- Opening Delimiter -

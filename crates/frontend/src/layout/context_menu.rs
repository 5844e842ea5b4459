use leptos::ev;
use leptos::prelude::*;

use crate::domain::page::PageIndex;

/// Where a context menu was opened and for which page.
#[derive(Clone, Copy, Debug, PartialEq)]
pub struct MenuAnchor {
    pub x: i32,
    pub y: i32,
    pub index: PageIndex,
}

impl MenuAnchor {
    pub fn at(ev: &ev::MouseEvent, index: PageIndex) -> Self {
        Self {
            x: ev.client_x(),
            y: ev.client_y(),
            index,
        }
    }
}

/// Floating menu shown while `anchor` is set; any click elsewhere closes it.
#[component]
pub fn ContextMenu(anchor: RwSignal<Option<MenuAnchor>>, children: ChildrenFn) -> impl IntoView {
    let handle = window_event_listener(ev::click, move |_| anchor.set(None));
    on_cleanup(move || handle.remove());

    view! {
        {move || anchor.get().map(|a| view! {
            <ul
                class="context-menu"
                style=format!("top: {}px; left: {}px;", a.y, a.x)
                on:contextmenu=|e| e.prevent_default()
            >
                {children()}
            </ul>
        })}
    }
}

/// One entry; disabled entries render greyed out and ignore clicks.
#[component]
pub fn MenuItem(
    #[prop(into)] label: Signal<String>,
    #[prop(optional, into)] disabled: MaybeProp<bool>,
    on_select: Callback<()>,
) -> impl IntoView {
    view! {
        <li
            class="context-menu__item"
            class:context-menu__item--disabled=move || disabled.get().unwrap_or(false)
            on:click=move |_| {
                if !disabled.get_untracked().unwrap_or(false) {
                    on_select.run(());
                }
            }
        >
            {move || label.get()}
        </li>
    }
}
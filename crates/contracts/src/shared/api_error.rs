use serde::{Deserialize, Serialize};

/// `message` is either a single string or a list of validation messages.
#[derive(Debug, Clone, PartialEq, Serialize, Deserialize)]
#[serde(untagged)]
pub enum ApiMessage {
    One(String),
    Many(Vec<String>),
}

/// Error body returned by the API for 4xx/5xx responses.
#[derive(Debug, Clone, Default, PartialEq, Serialize, Deserialize)]
pub struct ApiErrorBody {
    #[serde(default)]
    pub message: Option<ApiMessage>,
    #[serde(rename = "statusCode", default)]
    pub status_code: Option<u16>,
    #[serde(default)]
    pub error: Option<String>,
}

impl ApiErrorBody {
    pub fn messages(&self) -> Vec<String> {
        match &self.message {
            Some(ApiMessage::One(message)) => vec![message.clone()],
            Some(ApiMessage::Many(messages)) => messages.clone(),
            None => Vec::new(),
        }
    }
}

#[cfg(test)]
mod tests {
    use super::*;

    #[test]
    fn list_of_validation_messages() {
        let body: ApiErrorBody = serde_json::from_str(
            r#"{"statusCode":400,"message":["Username must be at least 2 characters"],"error":"Bad Request"}"#,
        )
        .unwrap();
        assert_eq!(body.status_code, Some(400));
        assert_eq!(body.messages(), vec!["Username must be at least 2 characters"]);
    }

    #[test]
    fn single_message() {
        let body: ApiErrorBody =
            serde_json::from_str(r#"{"message":"Too Many Requests"}"#).unwrap();
        assert_eq!(body.messages(), vec!["Too Many Requests"]);
    }

    #[test]
    fn empty_body() {
        let body: ApiErrorBody = serde_json::from_str("{}").unwrap();
        assert!(body.messages().is_empty());
    }
}
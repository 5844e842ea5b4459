//! Persistence of user pages. Built-in pages are never written.

use super::error::PageError;
use super::model::{format_file_name, normalize_file_name, Page, PageIndex};
use crate::shared::storage;

pub const STORAGE_KEY: &str = "markdown-editor-data";

/// Which stored page to remove.
#[derive(Debug, Clone, Copy, PartialEq)]
pub enum PageRef<'a> {
    Index(PageIndex),
    Name(&'a str),
}

impl PageRef<'_> {
    fn matches(&self, page: &Page) -> bool {
        match self {
            PageRef::Index(index) => page.index == *index,
            PageRef::Name(name) => page.name == *name,
        }
    }
}

pub trait PageStore {
    fn get_data(&self) -> Vec<Page>;

    /// Replace the stored page with the same index, or append it.
    fn save_or_update_data(&mut self, page: &Page) -> Result<(), PageError>;

    /// Allocate a fresh, not yet persisted, user page.
    fn create_file(&self, name: &str, content: &str) -> Result<Page, PageError>;

    fn delete_file(&mut self, page: PageRef<'_>) -> Result<(), PageError>;
}

/// Index for a new user page: the current time in milliseconds, bumped past
/// any stored index so allocations never collide.
pub fn allocate_index(now_ms: PageIndex, existing: &[Page]) -> PageIndex {
    existing
        .iter()
        .map(|p| p.index + 1)
        .fold(now_ms, PageIndex::max)
}

fn new_user_page(index: PageIndex, name: &str, content: &str) -> Result<Page, PageError> {
    let route = normalize_file_name(name);
    if route.is_empty() {
        return Err(PageError::EmptyName);
    }
    Ok(Page {
        index,
        name: format_file_name(name),
        route,
        content: Some(content.to_string()),
        is_saved: None,
    })
}

fn upsert(pages: &mut Vec<Page>, page: &Page) {
    match pages.iter_mut().find(|p| p.index == page.index) {
        Some(existing) => *existing = page.clone(),
        None => pages.push(page.clone()),
    }
}

/// Pages kept as a JSON array under [`STORAGE_KEY`] in localStorage.
#[derive(Debug, Clone, Copy, Default)]
pub struct LocalPageStore;

impl LocalPageStore {
    fn write(pages: &[Page]) -> Result<(), PageError> {
        let json =
            serde_json::to_string(pages).map_err(|e| PageError::Serialization(e.to_string()))?;
        storage::set_item(STORAGE_KEY, &json).map_err(PageError::Storage)
    }
}

impl PageStore for LocalPageStore {
    fn get_data(&self) -> Vec<Page> {
        let Some(raw) = storage::get_item(STORAGE_KEY) else {
            return Vec::new();
        };
        serde_json::from_str(&raw).unwrap_or_else(|e| {
            log::error!("Failed to parse stored pages: {}", e);
            Vec::new()
        })
    }

    fn save_or_update_data(&mut self, page: &Page) -> Result<(), PageError> {
        let mut pages = self.get_data();
        upsert(&mut pages, page);
        Self::write(&pages)
    }

    fn create_file(&self, name: &str, content: &str) -> Result<Page, PageError> {
        let now = js_sys::Date::now() as PageIndex;
        new_user_page(allocate_index(now, &self.get_data()), name, content)
    }

    fn delete_file(&mut self, page: PageRef<'_>) -> Result<(), PageError> {
        let mut pages = self.get_data();
        pages.retain(|p| !page.matches(p));
        Self::write(&pages)
    }
}

/// In-memory store with a fixed clock.
#[derive(Debug, Clone, Default)]
pub struct MemoryPageStore {
    pub pages: Vec<Page>,
    pub now_ms: PageIndex,
}

impl MemoryPageStore {
    pub fn new(now_ms: PageIndex) -> Self {
        Self {
            pages: Vec::new(),
            now_ms,
        }
    }
}

impl PageStore for MemoryPageStore {
    fn get_data(&self) -> Vec<Page> {
        self.pages.clone()
    }

    fn save_or_update_data(&mut self, page: &Page) -> Result<(), PageError> {
        upsert(&mut self.pages, page);
        Ok(())
    }

    fn create_file(&self, name: &str, content: &str) -> Result<Page, PageError> {
        new_user_page(allocate_index(self.now_ms, &self.pages), name, content)
    }

    fn delete_file(&mut self, page: PageRef<'_>) -> Result<(), PageError> {
        self.pages.retain(|p| !page.matches(p));
        Ok(())
    }
}

#[cfg(test)]
mod tests {
    use super::*;

    #[test]
    fn create_file_formats_name_and_route() {
        let store = MemoryPageStore::new(1_000);
        let page = store.create_file("Meu Arquivo", "").unwrap();
        assert_eq!(page.index, 1_000);
        assert_eq!(page.name, "meu-arquivo.md");
        assert_eq!(page.route, "meu-arquivo");
        assert_eq!(page.content.as_deref(), Some(""));
        assert_eq!(page.is_saved, None);
    }

    #[test]
    fn create_file_rejects_empty_route() {
        let store = MemoryPageStore::new(1_000);
        assert_eq!(store.create_file("@@@.md", ""), Err(PageError::EmptyName));
    }

    #[test]
    fn allocated_indices_do_not_collide() {
        let mut store = MemoryPageStore::new(1_000);
        let first = store.create_file("a", "").unwrap();
        store.save_or_update_data(&first).unwrap();
        let second = store.create_file("b", "").unwrap();
        assert_eq!(second.index, 1_001);
    }

    #[test]
    fn save_replaces_by_index() {
        let mut store = MemoryPageStore::new(5_000);
        let mut page = store.create_file("notes", "").unwrap();
        store.save_or_update_data(&page).unwrap();
        page.content = Some("# Title".into());
        page.is_saved = Some(true);
        store.save_or_update_data(&page).unwrap();

        let stored = store.get_data();
        assert_eq!(stored.len(), 1);
        assert_eq!(stored[0].content.as_deref(), Some("# Title"));
    }

    #[test]
    fn delete_by_index_or_name() {
        let mut store = MemoryPageStore::new(5_000);
        for name in ["one", "two"] {
            let page = store.create_file(name, "").unwrap();
            store.save_or_update_data(&page).unwrap();
        }
        store.delete_file(PageRef::Name("one.md")).unwrap();
        assert_eq!(store.get_data().len(), 1);
        store.delete_file(PageRef::Index(5_001)).unwrap();
        assert!(store.get_data().is_empty());
    }
}
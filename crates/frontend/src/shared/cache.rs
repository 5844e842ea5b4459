//! Home warm-up cache: the API root is pinged at most once per TTL window.

use chrono::{DateTime, Duration, Utc};
use serde::{Deserialize, Serialize};

use crate::shared::storage;

const CACHE_KEY: &str = "home-cache";

#[derive(Debug, Clone, PartialEq, Serialize, Deserialize)]
pub struct HomeCache {
    #[serde(rename = "lastFetch")]
    pub last_fetch: DateTime<Utc>,
}

impl HomeCache {
    /// True when no cache exists or the last fetch is at least `ttl_hours` old.
    pub fn has_expired(cache: Option<&HomeCache>, now: DateTime<Utc>, ttl_hours: i64) -> bool {
        match cache {
            None => true,
            Some(cache) => now - cache.last_fetch >= Duration::hours(ttl_hours),
        }
    }

    pub fn load() -> Option<HomeCache> {
        let raw = storage::get_item(CACHE_KEY)?;
        serde_json::from_str(&raw).ok()
    }

    pub fn store(&self) {
        let result = serde_json::to_string(self)
            .map_err(|e| e.to_string())
            .and_then(|raw| storage::set_item(CACHE_KEY, &raw));
        if let Err(e) = result {
            log::warn!("Failed to store home cache: {}", e);
        }
    }
}

#[cfg(test)]
mod tests {
    use super::*;

    #[test]
    fn missing_cache_has_expired() {
        assert!(HomeCache::has_expired(None, Utc::now(), 24));
    }

    #[test]
    fn expires_after_ttl() {
        let now = Utc::now();
        let fresh = HomeCache { last_fetch: now - Duration::hours(23) };
        let stale = HomeCache { last_fetch: now - Duration::hours(24) };
        assert!(!HomeCache::has_expired(Some(&fresh), now, 24));
        assert!(HomeCache::has_expired(Some(&stale), now, 24));
    }

    #[test]
    fn serializes_with_camel_case_key() {
        let cache: HomeCache =
            serde_json::from_str(r#"{"lastFetch":"2024-03-15T14:02:26.123Z"}"#).unwrap();
        assert_eq!(cache.last_fetch.timestamp(), 1710511346);
    }
}
pub mod center;
pub mod context_menu;
pub mod footer;
pub mod global_context;
pub mod left;
pub mod modal_service;
pub mod shortcuts_modal;
pub mod tabs;
pub mod terminal;

use leptos::prelude::*;

use crate::domain::review::ui::BoxRating;

/// Workbench shell.
///
/// ```text
/// +----------+-----------+------------------------------+
/// | Activity | Explorer  |  Tabs                        |
/// |   bar    |  (Left)   |  Page / Home      (Center)   |
/// |          |           +------------------------------+
/// |          |           |  Terminal panel              |
/// +----------+-----------+------------------------------+
/// |                     Footer                          |
/// +-----------------------------------------------------+
/// ```
#[component]
pub fn Shell() -> impl IntoView {
    view! {
        <div class="app-layout">
            <div class="app-body">
                <left::Sidebar />
                <left::Left>
                    <left::Explorer />
                </left::Left>
                <div class="app-workspace">
                    <center::Center />
                    <terminal::TerminalPanel />
                </div>
            </div>
            <footer::Footer />
            <BoxRating />
            <shortcuts_modal::ShortcutsModal />
        </div>
    }
}
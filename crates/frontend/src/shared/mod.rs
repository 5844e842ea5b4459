pub mod api_utils;
pub mod cache;
pub mod config;
pub mod date_utils;
pub mod error;
pub mod i18n;
pub mod icons;
pub mod keyboard;
pub mod preferences;
pub mod storage;
pub mod theme;
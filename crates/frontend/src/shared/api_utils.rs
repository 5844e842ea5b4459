//! API utilities for frontend-backend communication
//!
//! Provides helper functions for constructing API URLs and making requests.
//! Every helper resolves transport and HTTP failures into [`ServiceError`].

use gloo_net::http::{Request, Response};
use serde::de::DeserializeOwned;
use serde::Serialize;

use super::config::config;
use super::error::ServiceError;

/// Get the base URL for API requests, including the version prefix
///
/// # Returns
/// - API base URL like "https://api.example.com/v2", without trailing slash
pub fn api_base() -> String {
    let api = &config().api;
    format!(
        "{}{}",
        api.base_url.trim_end_matches('/'),
        api.version_prefix.trim_end_matches('/')
    )
}

/// Build a full API URL from a path
///
/// # Example
/// ```rust,ignore
/// let url = api_url("/review");
/// ```
pub fn api_url(path: &str) -> String {
    format!("{}{}", api_base(), path)
}

/// GET a JSON document
pub async fn get_json<T>(url: &str) -> Result<T, ServiceError>
where
    T: DeserializeOwned,
{
    let response = Request::get(url)
        .header("Content-Type", "application/json")
        .send()
        .await
        .map_err(|e| ServiceError::Network(e.to_string()))?;

    read_json(response).await
}

/// POST a JSON body and read a JSON document back
pub async fn post_json<B, T>(url: &str, body: &B) -> Result<T, ServiceError>
where
    B: Serialize,
    T: DeserializeOwned,
{
    let response = Request::post(url)
        .json(body)
        .map_err(|e| ServiceError::Decode(format!("Failed to serialize request: {}", e)))?
        .send()
        .await
        .map_err(|e| ServiceError::Network(e.to_string()))?;

    read_json(response).await
}

/// GET a plain text document (static markdown assets, API warm-up)
pub async fn get_text(url: &str) -> Result<String, ServiceError> {
    let response = Request::get(url)
        .send()
        .await
        .map_err(|e| ServiceError::Network(e.to_string()))?;

    if !response.ok() {
        let status = response.status();
        let body = response.text().await.unwrap_or_default();
        return Err(ServiceError::from_status(status, &body));
    }

    response
        .text()
        .await
        .map_err(|e| ServiceError::Decode(e.to_string()))
}

async fn read_json<T>(response: Response) -> Result<T, ServiceError>
where
    T: DeserializeOwned,
{
    if !response.ok() {
        let status = response.status();
        let body = response.text().await.unwrap_or_default();
        return Err(ServiceError::from_status(status, &body));
    }

    let text = response
        .text()
        .await
        .map_err(|e| ServiceError::Decode(e.to_string()))?;

    decode_body(&text)
}

/// Decodes a 2xx body; an empty body counts as a failure.
pub fn decode_body<T>(text: &str) -> Result<T, ServiceError>
where
    T: DeserializeOwned,
{
    if text.trim().is_empty() {
        return Err(ServiceError::EmptyResponse);
    }
    serde_json::from_str(text).map_err(|e| ServiceError::Decode(e.to_string()))
}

- Closing Delimiter -

■ **Task**
Reply with nothing except the number of lines in the listing above that include the string "statusCode".

■ **Result for this task**
2